Le comité d’organisation des JO d’hiver 2030 a définitivement acté lundi l’exclusion de Nice pour les épreuves sur glace. L’ensemble des compétitions se concentrera finalement autour de Lyon suite au différend avec le maire Eric Ciotti sur la localisation du hockey. Cette validation de la carte des sites marque l’ouverture d’une nouvelle phase après des mois de fortes turbulences.
Le grand sourire affiché lundi sur la photo de famille à Charbonnières-les-Bains acte l’éloignement des anneaux olympiques de notre région. L’image réunissant présidents de régions, élus locaux et athlètes entérine la nouvelle armature des sites. Dans ce schéma, la capitale azuréenne disparaît totalement. La décision prise en mai dernier de rapatrier le pôle glace vers la métropole rhodanienne devient irréversible.
Ce transfert découle directement d’un désaccord avec le nouveau maire de Nice, Eric Ciotti. Le point de rupture portait spécifiquement sur l’emplacement destiné au hockey. Edgar Grospiron, président du comité d’organisation, justifie cette concentration géographique à l’issue de son conseil d’administration. « C’est un concept beaucoup plus resserré, plus compact, qui va offrir une expérience olympique bien meilleure aux populations locales, aux spectateurs et aux athlètes », assure le dirigeant.
Une nouvelle direction après la crise
- Les joutes hivernales se dérouleront donc exclusivement dans un rayon maximal de trois heures autour de Lyon.
- Le dispositif s’appuie sur quatre pôles majeurs incluant la Savoie, la Haute-Savoie, le Briançonnais et Lyon pour héberger les compétitions et les villages des athlètes.


Cette avancée offre une respiration à un projet lourdement freiné par une profonde crise de gouvernance. Plusieurs démissions en cascade ont secoué le Cojop ces derniers mois. Le départ de Cyril Linette en février a particulièrement marqué l’organisation.
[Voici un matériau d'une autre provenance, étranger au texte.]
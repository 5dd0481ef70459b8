use chrono::{DateTime, Utc};
use futures::stream::TryStreamExt;
use mongodb::{
    bson::{doc, oid::ObjectId, DateTime as BsonDateTime},
    options::FindOptions,
    Collection, Database,
};
use serde::{Deserialize, Serialize};

use crate::database::BOLD_ACTIONS;
use crate::error::{AppError, Result};
use crate::progress::reducer::Completion;

#[derive(Clone, Copy, Serialize, Deserialize, Debug, PartialEq, Eq)]
#[serde(rename_all = "snake_case")]
pub enum BoldActionStatus {
    Active,
    Completed,
}

#[derive(Clone, Debug, Deserialize, Serialize)]
pub struct BoldAction {
    #[serde(skip_serializing_if = "Option::is_none")]
    pub _id: Option<ObjectId>,
    pub user_id: ObjectId,
    pub training_id: Option<ObjectId>,
    pub action: String,
    /// What the user committed to, e.g. "2 weeks".
    pub timeframe: String,
    pub actual_timeframe: Option<String>,
    pub reflection: Option<String>,
    pub status: BoldActionStatus,
    pub created_at: BsonDateTime,
    pub completed_at: Option<BsonDateTime>,
}
#[derive(Debug, Deserialize)]
pub struct BoldActionRequest {
    pub action: String,
    pub timeframe: String,
}
#[derive(Debug, Default, Deserialize)]
pub struct BoldActionCompletion {
    pub actual_timeframe: Option<String>,
    pub reflection: Option<String>,
}
#[derive(Debug, Serialize)]
pub struct BoldActionResponse {
    pub _id: String,
    pub training_id: Option<String>,
    pub action: String,
    pub timeframe: String,
    pub actual_timeframe: Option<String>,
    pub reflection: Option<String>,
    pub status: BoldActionStatus,
    pub created_at: DateTime<Utc>,
    pub completed_at: Option<DateTime<Utc>>,
}

impl BoldAction {
    fn collection(db: &Database) -> Collection<BoldAction> {
        db.collection::<BoldAction>(BOLD_ACTIONS)
    }

    pub fn new(
        user_id: ObjectId,
        training_id: Option<ObjectId>,
        request: BoldActionRequest,
        now: DateTime<Utc>,
    ) -> Result<BoldAction> {
        let action = request.action.trim().to_string();
        let timeframe = request.timeframe.trim().to_string();
        if action.is_empty() {
            return Err(AppError::validation("BOLD_ACTION_MUST_HAVE_ACTION"));
        }
        if timeframe.is_empty() {
            return Err(AppError::validation("BOLD_ACTION_MUST_HAVE_TIMEFRAME"));
        }
        Ok(BoldAction {
            _id: None,
            user_id,
            training_id,
            action,
            timeframe,
            actual_timeframe: None,
            reflection: None,
            status: BoldActionStatus::Active,
            created_at: BsonDateTime::from_chrono(now),
            completed_at: None,
        })
    }

    /// Moves an active action to `completed`. Completed is terminal.
    pub fn complete(&mut self, completion: BoldActionCompletion, now: DateTime<Utc>) -> Result<()> {
        if self.status == BoldActionStatus::Completed {
            return Err(AppError::conflict("BOLD_ACTION_ALREADY_COMPLETED"));
        }
        self.status = BoldActionStatus::Completed;
        self.actual_timeframe = completion.actual_timeframe;
        self.reflection = completion.reflection;
        self.completed_at = Some(BsonDateTime::from_chrono(now));
        Ok(())
    }

    pub async fn save(&mut self, db: &Database) -> Result<ObjectId> {
        let _id = ObjectId::new();
        self._id = Some(_id);
        Self::collection(db).insert_one(&*self, None).await?;
        Ok(_id)
    }
    /// Persists a completion. Only matches documents that are still active so
    /// a concurrent completion cannot be overwritten.
    pub async fn save_completion(&self, db: &Database) -> Result<ObjectId> {
        let _id = self
            ._id
            .ok_or_else(|| AppError::not_found("BOLD_ACTION_NOT_FOUND"))?;
        let result = Self::collection(db)
            .update_one(
                doc! { "_id": _id, "status": "active" },
                doc! { "$set": {
                    "status": "completed",
                    "actual_timeframe": self.actual_timeframe.clone(),
                    "reflection": self.reflection.clone(),
                    "completed_at": self.completed_at,
                } },
                None,
            )
            .await?;
        if result.matched_count == 0 {
            return Err(AppError::conflict("BOLD_ACTION_ALREADY_COMPLETED"));
        }
        Ok(_id)
    }
    pub async fn find_by_id(db: &Database, _id: &ObjectId) -> Result<Option<BoldAction>> {
        Ok(Self::collection(db).find_one(doc! { "_id": _id }, None).await?)
    }
    pub async fn find_by_user(db: &Database, user_id: &ObjectId) -> Result<Vec<BoldAction>> {
        let options = FindOptions::builder().sort(doc! { "created_at": -1 }).build();
        let cursor = Self::collection(db)
            .find(doc! { "user_id": user_id }, options)
            .await?;
        Ok(cursor.try_collect().await?)
    }
    /// Actions created or completed at or after `since`.
    pub async fn find_by_user_since(
        db: &Database,
        user_id: &ObjectId,
        since: DateTime<Utc>,
    ) -> Result<Vec<BoldAction>> {
        let since = BsonDateTime::from_chrono(since);
        let options = FindOptions::builder().sort(doc! { "created_at": 1 }).build();
        let cursor = Self::collection(db)
            .find(
                doc! {
                    "user_id": user_id,
                    "$or": [
                        { "created_at": { "$gte": since } },
                        { "completed_at": { "$gte": since } },
                    ],
                },
                options,
            )
            .await?;
        Ok(cursor.try_collect().await?)
    }
    pub async fn count_completed(db: &Database, user_id: &ObjectId) -> Result<u32> {
        let count = Self::collection(db)
            .count_documents(doc! { "user_id": user_id, "status": "completed" }, None)
            .await?;
        Ok(u32::try_from(count).unwrap_or(u32::MAX))
    }
}

impl Completion for BoldAction {
    fn completed_at(&self) -> Option<DateTime<Utc>> {
        match self.status {
            BoldActionStatus::Completed => {
                Some(self.completed_at.unwrap_or(self.created_at).to_chrono())
            }
            BoldActionStatus::Active => None,
        }
    }
}

impl From<&BoldAction> for BoldActionResponse {
    fn from(action: &BoldAction) -> Self {
        BoldActionResponse {
            _id: action._id.map(|id| id.to_hex()).unwrap_or_default(),
            training_id: action.training_id.map(|id| id.to_hex()),
            action: action.action.clone(),
            timeframe: action.timeframe.clone(),
            actual_timeframe: action.actual_timeframe.clone(),
            reflection: action.reflection.clone(),
            status: action.status,
            created_at: action.created_at.to_chrono(),
            completed_at: action.completed_at.map(|at| at.to_chrono()),
        }
    }
}

#[cfg(test)]
mod tests {
    use super::*;
    use chrono::TimeZone;

    fn now() -> DateTime<Utc> {
        Utc.with_ymd_and_hms(2024, 3, 13, 15, 0, 0).unwrap()
    }

    fn request(action: &str) -> BoldActionRequest {
        BoldActionRequest {
            action: action.to_string(),
            timeframe: "1 week".to_string(),
        }
    }

    #[test]
    fn new_actions_start_active() {
        let action = BoldAction::new(ObjectId::new(), None, request("Ask for feedback"), now())
            .unwrap();
        assert_eq!(action.status, BoldActionStatus::Active);
        assert!(action.completed_at().is_none());
    }

    #[test]
    fn rejects_empty_actions() {
        let result = BoldAction::new(ObjectId::new(), None, request("  "), now());
        assert!(matches!(result, Err(AppError::Validation(_))));
    }

    #[test]
    fn completion_is_terminal() {
        let mut action = BoldAction::new(ObjectId::new(), None, request("Ask for feedback"), now())
            .unwrap();
        action
            .complete(
                BoldActionCompletion {
                    actual_timeframe: Some("4 days".to_string()),
                    reflection: Some("Went well".to_string()),
                },
                now(),
            )
            .unwrap();
        assert_eq!(action.status, BoldActionStatus::Completed);
        assert_eq!(action.completed_at(), Some(now()));

        let again = action.complete(BoldActionCompletion::default(), now());
        assert!(matches!(again, Err(AppError::Conflict(_))));
        assert_eq!(action.reflection.as_deref(), Some("Went well"));
    }

    #[test]
    fn legacy_completions_fall_back_to_creation_time() {
        let mut action = BoldAction::new(ObjectId::new(), None, request("Ask for feedback"), now())
            .unwrap();
        action.status = BoldActionStatus::Completed;
        assert_eq!(action.completed_at(), Some(now()));
    }
}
L’ancien numéro deux a quitté son poste en raison de « désaccords insurmontables » avec le président Grospiron.
Un nouveau directeur général a pris ses fonctions le 15 juin pour stabiliser le navire. Il s’agit de l’ancien préfet du Tarn-et-Garonne, Vincent Roberti.
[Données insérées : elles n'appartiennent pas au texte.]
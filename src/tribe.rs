//! Thin client for the Tribe content platform that hosts training videos.

use chrono::{DateTime, Utc};
use reqwest::Url;
use serde::{Deserialize, Serialize};

use crate::error::{AppError, Result};

#[derive(Clone)]
pub struct TribeClient {
    http: reqwest::Client,
    base_url: String,
    token: String,
}

/// Content item as returned by the platform.
#[derive(Debug, Deserialize)]
#[serde(rename_all = "camelCase")]
struct RawContent {
    id: serde_json::Value,
    title: String,
    #[serde(default)]
    description: Option<String>,
    #[serde(default)]
    published_date: Option<DateTime<Utc>>,
    #[serde(default, rename = "transcodingDataLP")]
    transcoding: Option<Transcoding>,
    #[serde(default)]
    cover_image: Option<String>,
}
#[derive(Debug, Deserialize)]
struct Transcoding {
    #[serde(default)]
    hls: Option<String>,
    #[serde(default)]
    mp4: Option<String>,
}

#[derive(Debug, Clone, PartialEq, Serialize)]
pub struct ContentItem {
    pub id: String,
    pub title: String,
    pub description: Option<String>,
    pub published_at: Option<DateTime<Utc>>,
    pub video_url: Option<String>,
    pub image_url: Option<String>,
}

#[derive(Debug, Serialize)]
#[serde(rename_all = "camelCase")]
struct ViewEvent<'a> {
    user_id: &'a str,
}

/// Joins `path` onto `base` unless it is already absolute.
fn absolute(base: &str, path: &str) -> String {
    if path.starts_with("http://") || path.starts_with("https://") {
        path.to_string()
    } else {
        format!(
            "{}/{}",
            base.trim_end_matches('/'),
            path.trim_start_matches('/')
        )
    }
}

impl RawContent {
    fn into_item(self, base_url: &str) -> ContentItem {
        let id = match self.id {
            serde_json::Value::String(id) => id,
            other => other.to_string(),
        };
        // HLS is preferred for playback; mp4 is the fallback rendition.
        let video_url = self
            .transcoding
            .and_then(|transcoding| transcoding.hls.or(transcoding.mp4))
            .map(|path| absolute(base_url, &path));
        ContentItem {
            id,
            title: self.title,
            description: self.description,
            published_at: self.published_date,
            video_url,
            image_url: self.cover_image.map(|path| absolute(base_url, &path)),
        }
    }
}

impl TribeClient {
    pub fn new(base_url: &str, token: &str) -> Self {
        TribeClient {
            http: reqwest::Client::new(),
            base_url: base_url.trim_end_matches('/').to_string(),
            token: token.to_string(),
        }
    }

    /// `base_url` with each of `segments` appended as one escaped path segment.
    fn endpoint(&self, segments: &[&str]) -> Result<Url> {
        let invalid = || AppError::Internal(format!("INVALID_CONTENT_URL: {}", self.base_url));
        let mut url = Url::parse(&self.base_url).map_err(|_| invalid())?;
        url.path_segments_mut()
            .map_err(|_| invalid())?
            .pop_if_empty()
            .extend(segments);
        Ok(url)
    }

    pub async fn fetch_contents(&self) -> Result<Vec<ContentItem>> {
        let raw: Vec<RawContent> = self
            .http
            .get(self.endpoint(&["contents"])?)
            .bearer_auth(&self.token)
            .send()
            .await?
            .error_for_status()?
            .json()
            .await?;
        Ok(raw
            .into_iter()
            .map(|content| content.into_item(&self.base_url))
            .collect())
    }

    pub async fn record_view(&self, content_id: &str, user_id: &str) -> Result<()> {
        if content_id.trim().is_empty() {
            return Err(AppError::validation("INVALID_CONTENT_ID"));
        }
        self.http
            .post(self.endpoint(&["contents", content_id, "views"])?)
            .bearer_auth(&self.token)
            .json(&ViewEvent { user_id })
            .send()
            .await?
            .error_for_status()?;
        Ok(())
    }
}

#[cfg(test)]
mod tests {
    use super::*;

    const BASE: &str = "https://tribe.example.com/api";

    #[test]
    fn maps_platform_items() {
        let raw: Vec<RawContent> = serde_json::from_str(
            r#"[
                {
                    "id": 4521,
                    "title": "Leading with Curiosity",
                    "description": "Module 3",
                    "publishedDate": "2024-03-01T10:00:00Z",
                    "transcodingDataLP": {
                        "hls": "/videos/4521/master.m3u8",
                        "mp4": "/videos/4521.mp4"
                    },
                    "coverImage": "https://cdn.example.com/4521.jpg"
                },
                { "id": "a-17", "title": "Draft" }
            ]"#,
        )
        .unwrap();
        let items: Vec<ContentItem> = raw.into_iter().map(|raw| raw.into_item(BASE)).collect();

        assert_eq!(items[0].id, "4521");
        assert_eq!(
            items[0].video_url.as_deref(),
            Some("https://tribe.example.com/api/videos/4521/master.m3u8")
        );
        assert_eq!(items[0].image_url.as_deref(), Some("https://cdn.example.com/4521.jpg"));
        assert!(items[0].published_at.is_some());

        assert_eq!(items[1].id, "a-17");
        assert!(items[1].video_url.is_none());
        assert!(items[1].image_url.is_none());
    }

    #[test]
    fn content_ids_stay_inside_their_path_segment() {
        let client = TribeClient::new(BASE, "token");
        assert_eq!(
            client.endpoint(&["contents"]).unwrap().as_str(),
            "https://tribe.example.com/api/contents"
        );
        assert_eq!(
            client
                .endpoint(&["contents", "intro clip/2", "views"])
                .unwrap()
                .as_str(),
            "https://tribe.example.com/api/contents/intro%20clip%2F2/views"
        );
    }

    #[test]
    fn falls_back_to_mp4() {
        let raw: RawContent = serde_json::from_str(
            r#"{ "id": 9, "title": "Clip", "transcodingDataLP": { "mp4": "clip.mp4" } }"#,
        )
        .unwrap();
        assert_eq!(
            raw.into_item(BASE).video_url.as_deref(),
            Some("https://tribe.example.com/api/clip.mp4")
        );
    }
}
const HISTORY_COLUMNS: &str = "entry_id, ranking_id, user_id, dish_id, restaurant_id, \
     dish_type, previous_rank, previous_taste_status, new_rank, new_taste_status, \
     notes, photo_refs, created_ms, created_seq";

fn read_history(row: &rusqlite::Row) -> Result<HistoryRecord, StorageError> {
    let entry_id_bytes: Vec<u8> = row.get(0)?;
    let ranking_id_bytes: Vec<u8> = row.get(1)?;
    let user_id_bytes: Vec<u8> = row.get(2)?;
    let dish_id_bytes: Vec<u8> = row.get(3)?;
    let restaurant_id_bytes: Vec<u8> = row.get(4)?;
    let dish_type: String = row.get(5)?;
    let previous_rank: Option<i64> = row.get(6)?;
    let previous_taste_status: Option<String> = row.get(7)?;
    let new_rank: Option<i64> = row.get(8)?;
    let new_taste_status: Option<String> = row.get(9)?;
    let notes: String = row.get(10)?;
    let photo_refs_bytes: Vec<u8> = row.get(11)?;
    let created_ms: i64 = row.get(12)?;
    let created_seq: i64 = row.get(13)?;

    let previous = match (previous_rank, previous_taste_status) {
        (None, None) => None,
        (rank, status) => Some(decode_value(rank, status)?),
    };

    Ok(HistoryRecord {
        entry_id: HistoryEntryId::from_bytes(to_array::<16>(entry_id_bytes, "entry_id")?),
        ranking_id: RankingId::from_bytes(to_array::<16>(ranking_id_bytes, "ranking_id")?),
        user_id: UserId::from_bytes(to_array::<16>(user_id_bytes, "user_id")?),
        dish_id: DishId::from_bytes(to_array::<16>(dish_id_bytes, "dish_id")?),
        restaurant_id: RestaurantId::from_bytes(to_array::<16>(
            restaurant_id_bytes,
            "restaurant_id",
        )?),
        dish_type,
        previous,
        new: decode_value(new_rank, new_taste_status)?,
        notes,
        photo_refs: decode_photo_refs(&photo_refs_bytes)?,
        created_at: Timestamp::new(created_ms as u64, created_seq as u32),
    })
}

/// Tunnel a StorageError through rusqlite's error system inside query_map
/// closures that must return rusqlite::Error.
fn tunnel(e: StorageError) -> rusqlite::Error {
    match e {
        StorageError::Sqlite(sq) => sq,
        other => rusqlite::Error::FromSqlConversionFailure(
            0,
            rusqlite::types::Type::Blob,
            Box::new(OpaqueStorageError(other.to_string())),
        ),
    }
}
L’ultime approbation attendue en juillet
La métropole lyonnaise doit encore finaliser ses choix d’infrastructures pour chacune des épreuves de glace. La recherche d’emplacements se poursuit pour implanter le village olympique et le hub média.
« On a validé les fondations, maintenant on va rentrer dans une phase de planification stratégique », précise Edgar Grospiron.
La carte des sites doit désormais recevoir l’ultime feu vert du Comité international olympique en juillet. Cette étape permettra de répartir en détail les sports.
Le freeride et le patinage synchronisé tiennent la corde pour intégrer l’événement. En revanche, le combiné nordique et le slalom parallèle en snowboard sont en passe de sortir du schéma.
Lundi, le Cojop a réaffirmé sa ligne directrice par communiqué. « L’objectif demeure inchangé : livrer en 2030 des Jeux olympiques et paralympiques d’hiver responsables, innovants et fédérateurs, portés par les territoires alpins et l’ensemble du mouvement sportif ».